AD Içara - EBD: Lição 10: Nossa segurança vem de Deus - 2º trimestre 2022 Igreja Evangélica Assembleia de Deus em Içara/SC 

EBD: Lição 10: Nossa segurança vem de Deus - 2º trimestre 2022

https://www.adicara.com.br/adm/artigos/imagens/1654275724629a3e8cc5096.jpg

INTRODUÇÃO

Na lição deste domingo, veremos que jamais devemos colocar a nossa esperança nos bens materiais, mas sim em Deus (1 Tm 6.17). No Sermão do Monte, Jesus ensinou a respeito do dinheiro, de juntarmos tesouros neste mundo, e sobre ansiedade. Tal ensinamento não significa que não podemos ter bens materiais, mas mostra que devemos ter cuidado com a avareza, pois o amor do dinheiro é a raiz de todos os males (1 Tm 6.10). Precisamos ser vigilantes, pois o apego aos bens terrenos nos escraviza tornando-nos dependente das coisas materiais e não mais do Senhor, que provê as nossas necessidades.

 

I – RIQUEZA DO CÉU E RIQUEZA DA TERRA

    1- Uma conciliação impossível. Já experimentamos o Novo Nascimento, somos novas criaturas e não devemos, novamente, ser dominados pela concupiscência dos nossos olhos nem pela soberba deste mundo (1 Jo 2.16). Uma das tentações de Satanás, quando o Senhor Jesus passou pelo processo de tentação (Mt 4.1-11), foi o oferecimento dos reinos deste mundo (Mt 4.9). Jesus rejeitou tal proposta de imediato, pois seu coração não estava nas coisas deste mundo e Ele sabia a quem devia a adoração verdadeira. O crente precisa estar consciente de que não é possível agradar a Deus e aos homens, servir a Deus e a Mamom (palavra aramaica que designa dinheiro e cobiça). Se nossos corações não estiverem purificados pelo sangue do Cordeiro, andaremos em direção oposta a Deus e passaremos a servir ao dinheiro.

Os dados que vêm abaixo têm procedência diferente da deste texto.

//! Category command - list, add, and remove categories.

use std::path::Path;

use tagsift_config::AppConfig;

pub async fn list() -> Result<(), Box<dyn std::error::Error>> {
    let config = AppConfig::load().map_err(|e| format!("Failed to load config: {e}"))?;

    println!("\n📂 Categories ({})\n", config.categories.len());
    for category in &config.categories {
        let marker = if Path::new(&category.path).is_dir() {
            ""
        } else {
            "  (dictionary folder missing)"
        };
        println!("  {} -> {}{}", category.name, category.path, marker);
    }
    println!();

    Ok(())
}

pub async fn add(name: String, path: Option<String>) -> Result<(), Box<dyn std::error::Error>> {
    let config_path = AppConfig::default_path();

    // Reload without environment overrides so no secret is written back.
    let mut config = AppConfig::load_from(&config_path)?;

    let path = path.unwrap_or_else(|| name.trim().to_string());
    config.add_category(&name, &path)?;
    config.save_to(&config_path)?;

    let folder = Path::new(path.trim());
    if !folder.is_dir() {
        std::fs::create_dir_all(folder)?;
        println!("✅ Created dictionary folder: {}", folder.display());
    }
    println!("✅ Added category '{}'", name.trim());

    Ok(())
}

pub async fn remove(name: String) -> Result<(), Box<dyn std::error::Error>> {
    let config_path = AppConfig::default_path();

    let mut config = AppConfig::load_from(&config_path)?;
    let removed = config.remove_category(&name)?;
    config.save_to(&config_path)?;

    println!(
        "✅ Removed category '{}' (dictionary folder '{}' left on disk)",
        removed.name, removed.path
    );

    Ok(())
}
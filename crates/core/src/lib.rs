//! # TagSift Core
//!
//! Domain types, traits, and error definitions for the TagSift prompt-tag
//! sorter. This crate does no I/O of its own; it defines the value objects
//! (categories, tokens, buckets) that every other crate operates on, plus
//! the trait seam for the remote classifier.
//!
//! ## Design Philosophy
//!
//! State is explicit. A classification result is a [`BucketState`] value that
//! operations take as input and hand back as output; nothing lives in a
//! global. The remote endpoint is a trait so tests can script replies without
//! touching the network.

pub mod bucket;
pub mod category;
pub mod error;
pub mod remote;
pub mod token;

// Re-export key types at crate root for ergonomics
pub use bucket::{Bucket, BucketState, RenderedBucket, UNCLASSIFIED};
pub use category::Category;
pub use error::{RemoteError, SaveError};
pub use remote::{RemoteClassifier, RemoteReply, RemoteRequest};
pub use token::{PromptToken, extract_core_word};
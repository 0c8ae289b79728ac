//! Template rendering.
//!
//! Every template implements [`TemplateRenderer`] and turns a document plus its
//! layout into a [`RenderedResume`]. Output is deterministic for a given input.

pub mod handlers;
pub mod html;
pub mod model;
pub mod sample;
pub mod sections;
mod templates;

use crate::layout::{LayoutConfig, TemplateKind};
use crate::models::resume::ResumeDocument;
use crate::models::section::SectionId;

pub use model::{Block, Entry, RenderedResume, Region, RegionRole, SectionBlock, Span};

#[derive(Debug, Clone, PartialEq, Eq)]
pub struct Theme {
    pub color: String,
}

/// A rendering variant with a fixed capability set.
pub trait TemplateRenderer: Send + Sync {
    fn kind(&self) -> TemplateKind;

    fn capabilities(&self) -> &'static [SectionId] {
        self.kind().capabilities()
    }

    fn render(&self, document: &ResumeDocument, layout: &LayoutConfig, theme: &Theme)
        -> RenderedResume;
}

#[derive(Debug, Clone, Default)]
pub struct RenderOptions {
    /// Overrides the document's theme color.
    pub theme_color: Option<String>,
    /// Fill empty sections from the built-in sample resume (template gallery previews).
    pub sample_fallback: bool,
}

/// Looks up the renderer for a template.
pub fn renderer_for(kind: TemplateKind) -> &'static dyn TemplateRenderer {
    match kind {
        TemplateKind::Default => &templates::DefaultTemplate,
        TemplateKind::ProfessionalModern => &templates::ProfessionalModernTemplate,
        TemplateKind::SalesProfessional => &templates::SalesProfessionalTemplate,
        TemplateKind::ClassicElegance => &templates::ClassicEleganceTemplate,
        TemplateKind::ModernProfile => &templates::ModernProfileTemplate,
        TemplateKind::Lexington => &templates::LexingtonTemplate,
    }
}

/// Renders `document` with the template its `templateName` selects; unknown
/// names render with the default template.
pub fn render_document(
    document: &ResumeDocument,
    layout: &LayoutConfig,
    options: &RenderOptions,
) -> RenderedResume {
    let kind = TemplateKind::resolve(&document.template_name);
    let color = options
        .theme_color
        .clone()
        .or_else(|| Some(document.theme_color.clone()))
        .filter(|c| !c.trim().is_empty())
        .unwrap_or_else(|| kind.palette()[0].to_string());
    let theme = Theme { color };

    if options.sample_fallback {
        let filled = sample::with_sample_fallback(document);
        renderer_for(kind).render(&filled, layout, &theme)
    } else {
        renderer_for(kind).render(document, layout, &theme)
    }
}

/// Visible sections in layout order, restricted to what `kind` can render.
pub(crate) fn ordered_sections(layout: &LayoutConfig, kind: TemplateKind) -> Vec<SectionId> {
    layout
        .visible_ids()
        .into_iter()
        .filter(|id| kind.supports(*id))
        .collect()
}

/// `None` when there is nothing to show, so empty sections leave no heading behind.
pub(crate) fn section_block(
    id: SectionId,
    heading: impl Into<String>,
    blocks: Vec<Block>,
) -> Option<SectionBlock> {
    if blocks.is_empty() {
        None
    } else {
        Some(SectionBlock {
            id,
            heading: heading.into(),
            blocks,
        })
    }
}

/// Splits sections into a sidebar and a main column, keeping layout order in each.
pub(crate) fn two_columns(
    sections: Vec<SectionBlock>,
    in_sidebar: &[SectionId],
    sidebar_width: f32,
    sidebar_first: bool,
) -> Vec<Region> {
    let (side, main): (Vec<_>, Vec<_>) = sections
        .into_iter()
        .partition(|s| in_sidebar.contains(&s.id));
    let sidebar = Region {
        role: RegionRole::Sidebar,
        width: sidebar_width,
        sections: side,
    };
    let main = Region {
        role: RegionRole::Main,
        width: 1.0 - sidebar_width,
        sections: main,
    };
    if sidebar_first {
        vec![sidebar, main]
    } else {
        vec![main, sidebar]
    }
}

pub(crate) fn single_column(sections: Vec<SectionBlock>) -> Vec<Region> {
    vec![Region {
        role: RegionRole::Main,
        width: 1.0,
        sections,
    }]
}

#[cfg(test)]
mod tests {
    use super::*;
    use crate::layout::{reconcile_layout, ReconcilePolicy};

    fn with_template(kind: TemplateKind) -> ResumeDocument {
        let mut doc = sample::sample_resume();
        doc.template_name = kind.name().to_string();
        doc
    }

    #[test]
    fn test_each_template_renders_only_its_capabilities() {
        for kind in TemplateKind::ALL {
            let doc = with_template(kind);
            let rendered = render_document(&doc, &LayoutConfig::default(), &RenderOptions::default());
            assert_eq!(rendered.template, kind);
            for id in rendered.section_ids() {
                assert!(kind.supports(id), "{kind} rendered unsupported {id}");
            }
        }
    }

    #[test]
    fn test_hidden_sections_not_rendered() {
        let doc = with_template(TemplateKind::Default);
        let mut layout = LayoutConfig::default();
        layout.toggle_visibility(SectionId::Experience);
        let rendered = render_document(&doc, &layout, &RenderOptions::default());
        assert!(rendered.section(SectionId::Experience).is_none());
        assert!(rendered.section(SectionId::Education).is_some());
    }

    #[test]
    fn test_single_column_follows_layout_order() {
        let doc = with_template(TemplateKind::Default);
        let mut layout = LayoutConfig::default();
        let skills = layout.position(SectionId::Skills);
        layout.reorder(skills, 1).unwrap();
        let rendered = render_document(&doc, &layout, &RenderOptions::default());
        let ids = rendered.section_ids();
        assert_eq!(ids[0], SectionId::Skills);
    }

    #[test]
    fn test_unknown_template_falls_back_to_default() {
        let mut doc = sample::sample_resume();
        doc.template_name = "RetiredTemplate".into();
        let rendered = render_document(&doc, &LayoutConfig::default(), &RenderOptions::default());
        assert_eq!(rendered.template, TemplateKind::Default);
    }

    #[test]
    fn test_rendering_is_deterministic() {
        let doc = with_template(TemplateKind::Lexington);
        let layout = reconcile_layout(
            &doc,
            &LayoutConfig::default(),
            TemplateKind::Lexington,
            ReconcilePolicy::PreserveHidden,
        )
        .layout;
        let a = render_document(&doc, &layout, &RenderOptions::default());
        let b = render_document(&doc, &layout, &RenderOptions::default());
        assert_eq!(a, b);
    }

    #[test]
    fn test_sample_fallback_fills_empty_sections() {
        let doc = ResumeDocument::default();
        let plain = render_document(&doc, &LayoutConfig::default(), &RenderOptions::default());
        assert!(plain.section_ids().is_empty());
        assert_eq!(plain.header.name, "YOUR NAME");

        let preview = render_document(
            &doc,
            &LayoutConfig::default(),
            &RenderOptions {
                sample_fallback: true,
                ..Default::default()
            },
        );
        assert!(preview.section(SectionId::Experience).is_some());
    }

    #[test]
    fn test_theme_override() {
        let doc = with_template(TemplateKind::ClassicElegance);
        let rendered = render_document(
            &doc,
            &LayoutConfig::default(),
            &RenderOptions {
                theme_color: Some("#111111".into()),
                ..Default::default()
            },
        );
        assert_eq!(rendered.theme_color, "#111111");
    }
}
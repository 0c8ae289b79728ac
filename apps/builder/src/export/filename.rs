use crate::export::ExportFormat;

const FALLBACK_TITLE: &str = "resume";

/// Whitespace runs become `_`; a blank title becomes `resume`.
pub fn file_stem(title: &str) -> String {
    let stem = title.split_whitespace().collect::<Vec<_>>().join("_");
    if stem.is_empty() {
        FALLBACK_TITLE.to_string()
    } else {
        stem
    }
}

/// PDFs carry the version label (`{title}_{label}.pdf`); other formats are `{title}.{ext}`.
pub fn artifact_filename(format: ExportFormat, title: &str, version_label: &str) -> String {
    let stem = file_stem(title);
    match format {
        ExportFormat::Pdf if !version_label.trim().is_empty() => {
            format!("{stem}_{}.pdf", version_label.trim())
        }
        _ => format!("{stem}.{}", format.extension()),
    }
}

/// `Content-Disposition` value. Non-ASCII and quote characters are replaced in the
/// plain `filename` parameter; the exact name travels percent-encoded in `filename*`.
pub fn content_disposition(filename: &str) -> String {
    let ascii: String = filename
        .chars()
        .map(|c| {
            if c.is_ascii_graphic() && c != '"' && c != '\\' {
                c
            } else {
                '_'
            }
        })
        .collect();
    let mut encoded = String::with_capacity(filename.len());
    for b in filename.bytes() {
        if b.is_ascii_alphanumeric() || matches!(b, b'.' | b'_' | b'-') {
            encoded.push(b as char);
        } else {
            encoded.push_str(&format!("%{b:02X}"));
        }
    }
    format!("attachment; filename=\"{ascii}\"; filename*=UTF-8''{encoded}")
}
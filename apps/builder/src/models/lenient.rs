//! Tolerant deserializers for partially filled builder input.
//!
//! Form submissions and persisted versions disagree about shapes: years arrive as
//! numbers or strings, bullet descriptions as arrays or as one newline/`•`-separated
//! string, and absent lists as `null`. These helpers accept every observed shape and
//! normalize it without losing the original scalar representation.

use std::fmt;

use serde::{Deserialize, Deserializer, Serialize};

/// A year or score exactly as submitted (number or text), so re-serialization
/// keeps the caller's format.
#[derive(Debug, Clone, PartialEq, Serialize, Deserialize)]
#[serde(untagged)]
pub enum Scalar {
    Number(serde_json::Number),
    Text(String),
}

impl Scalar {
    pub fn as_f64(&self) -> Option<f64> {
        match self {
            Scalar::Number(n) => n.as_f64(),
            Scalar::Text(s) => s.trim().parse::<f64>().ok(),
        }
    }

    pub fn is_blank(&self) -> bool {
        match self {
            Scalar::Number(_) => false,
            Scalar::Text(s) => s.trim().is_empty(),
        }
    }
}

impl fmt::Display for Scalar {
    fn fmt(&self, f: &mut fmt::Formatter<'_>) -> fmt::Result {
        match self {
            Scalar::Number(n) => write!(f, "{n}"),
            Scalar::Text(s) => f.write_str(s.trim()),
        }
    }
}

impl From<&str> for Scalar {
    fn from(s: &str) -> Self {
        Scalar::Text(s.to_string())
    }
}

impl From<i64> for Scalar {
    fn from(n: i64) -> Self {
        Scalar::Number(n.into())
    }
}

#[derive(Deserialize)]
#[serde(untagged)]
enum TextOrList {
    Text(String),
    List(Vec<Option<String>>),
}

/// Splits a free-text description into bullets on newlines and `•` markers.
pub fn split_bullets(text: &str) -> Vec<String> {
    text.split(['\n', '•'])
        .map(str::trim)
        .filter(|s| !s.is_empty())
        .map(str::to_string)
        .collect()
}

/// `null` → `[]`, `"a\nb"` → `["a", "b"]`, `["a", null]` → `["a"]`.
///
/// Array elements are kept verbatim (including blank ones) so an editor can round-trip
/// an in-progress bullet; only a single-string description is split.
pub fn bullets<'de, D>(deserializer: D) -> Result<Vec<String>, D::Error>
where
    D: Deserializer<'de>,
{
    Ok(match Option::<TextOrList>::deserialize(deserializer)? {
        None => Vec::new(),
        Some(TextOrList::Text(text)) => split_bullets(&text),
        Some(TextOrList::List(items)) => items.into_iter().flatten().collect(),
    })
}

/// `null` → `""`, `["a", "b"]` → `"a b"`.
pub fn text<'de, D>(deserializer: D) -> Result<String, D::Error>
where
    D: Deserializer<'de>,
{
    Ok(match Option::<TextOrList>::deserialize(deserializer)? {
        None => String::new(),
        Some(TextOrList::Text(text)) => text,
        Some(TextOrList::List(items)) => items
            .into_iter()
            .flatten()
            .map(|s| s.trim().to_string())
            .filter(|s| !s.is_empty())
            .collect::<Vec<_>>()
            .join(" "),
    })
}

/// `null` → `T::default()`, for collections the backend omits or nulls out.
pub fn or_default<'de, D, T>(deserializer: D) -> Result<T, D::Error>
where
    D: Deserializer<'de>,
    T: Deserialize<'de> + Default,
{
    Ok(Option::<T>::deserialize(deserializer)?.unwrap_or_default())
}

/// Blank strings become `None`; everything else is kept.
pub fn non_blank<'de, D>(deserializer: D) -> Result<Option<String>, D::Error>
where
    D: Deserializer<'de>,
{
    Ok(Option::<String>::deserialize(deserializer)?.filter(|s| !s.trim().is_empty()))
}

/// Like [`non_blank`] for [`Scalar`] values: `""` and `null` are absent.
pub fn scalar<'de, D>(deserializer: D) -> Result<Option<Scalar>, D::Error>
where
    D: Deserializer<'de>,
{
    Ok(Option::<Scalar>::deserialize(deserializer)?.filter(|s| !s.is_blank()))
}

#[cfg(test)]
mod tests {
    use super::*;

    #[derive(Deserialize)]
    struct Probe {
        #[serde(default, deserialize_with = "bullets")]
        description: Vec<String>,
        #[serde(default, deserialize_with = "scalar")]
        year: Option<Scalar>,
        #[serde(default, deserialize_with = "text")]
        note: String,
    }

    #[test]
    fn test_bullets_from_single_string() {
        let p: Probe =
            serde_json::from_str(r#"{"description": "Led team\n• Shipped v2 •Cut costs"}"#)
                .unwrap();
        assert_eq!(p.description, vec!["Led team", "Shipped v2", "Cut costs"]);
    }

    #[test]
    fn test_bullets_from_null_and_array() {
        let p: Probe = serde_json::from_str(r#"{"description": null}"#).unwrap();
        assert!(p.description.is_empty());
        let p: Probe = serde_json::from_str(r#"{"description": ["a", null, ""]}"#).unwrap();
        assert_eq!(p.description, vec!["a", ""]);
    }

    #[test]
    fn test_scalar_keeps_number_or_text() {
        let p: Probe = serde_json::from_str(r#"{"year": 2018}"#).unwrap();
        assert_eq!(p.year, Some(Scalar::Number(2018.into())));
        assert_eq!(p.year.unwrap().to_string(), "2018");

        let p: Probe = serde_json::from_str(r#"{"year": "8.2"}"#).unwrap();
        assert_eq!(p.year.as_ref().and_then(Scalar::as_f64), Some(8.2));

        let p: Probe = serde_json::from_str(r#"{"year": ""}"#).unwrap();
        assert!(p.year.is_none());
    }

    #[test]
    fn test_text_joins_list() {
        let p: Probe = serde_json::from_str(r#"{"note": ["Won", " the cup "]}"#).unwrap();
        assert_eq!(p.note, "Won the cup");
    }
}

    2- Tesouros da terra, e tesouros do céu. Jesus não aprovou a posição dos escribas e fariseus em relação ao dinheiro. Eles davam muita ênfase aos bens materiais e viam as riquezas como uma amostra da aprovação divina. Jesus confrontou tal pensamento fazendo uma distinção clara entre os tesouros do céu e os da terra. O Mestre mostrou que os bens materiais não são um sinal de que Deus está aprovando nossas atitudes e conduta. Eles são transitórios e podem ser destruídos pela traça, pela ferrugem e levados por ladrões. Muitos, infelizmente, já perderam todas as suas economias devido a uma quebra na bolsa de valores, um sócio desonesto ou por meio de golpes. Segundo Jesus, o crente deve ajuntar tesouros no céu “onde nem a traça nem a ferrugem consomem, e onde os ladrões não minam nem roubam ” (v. 20). Jesus estava dizendo que os nossos esforços devem ser em prol do Reino de Deus e da sua justiça, pois ninguém levará nada deste mundo, com o afirmou o patriarca Jó: “Nu saí do ventre de minha mãe e nu tornarei para lá (Jó 1.21).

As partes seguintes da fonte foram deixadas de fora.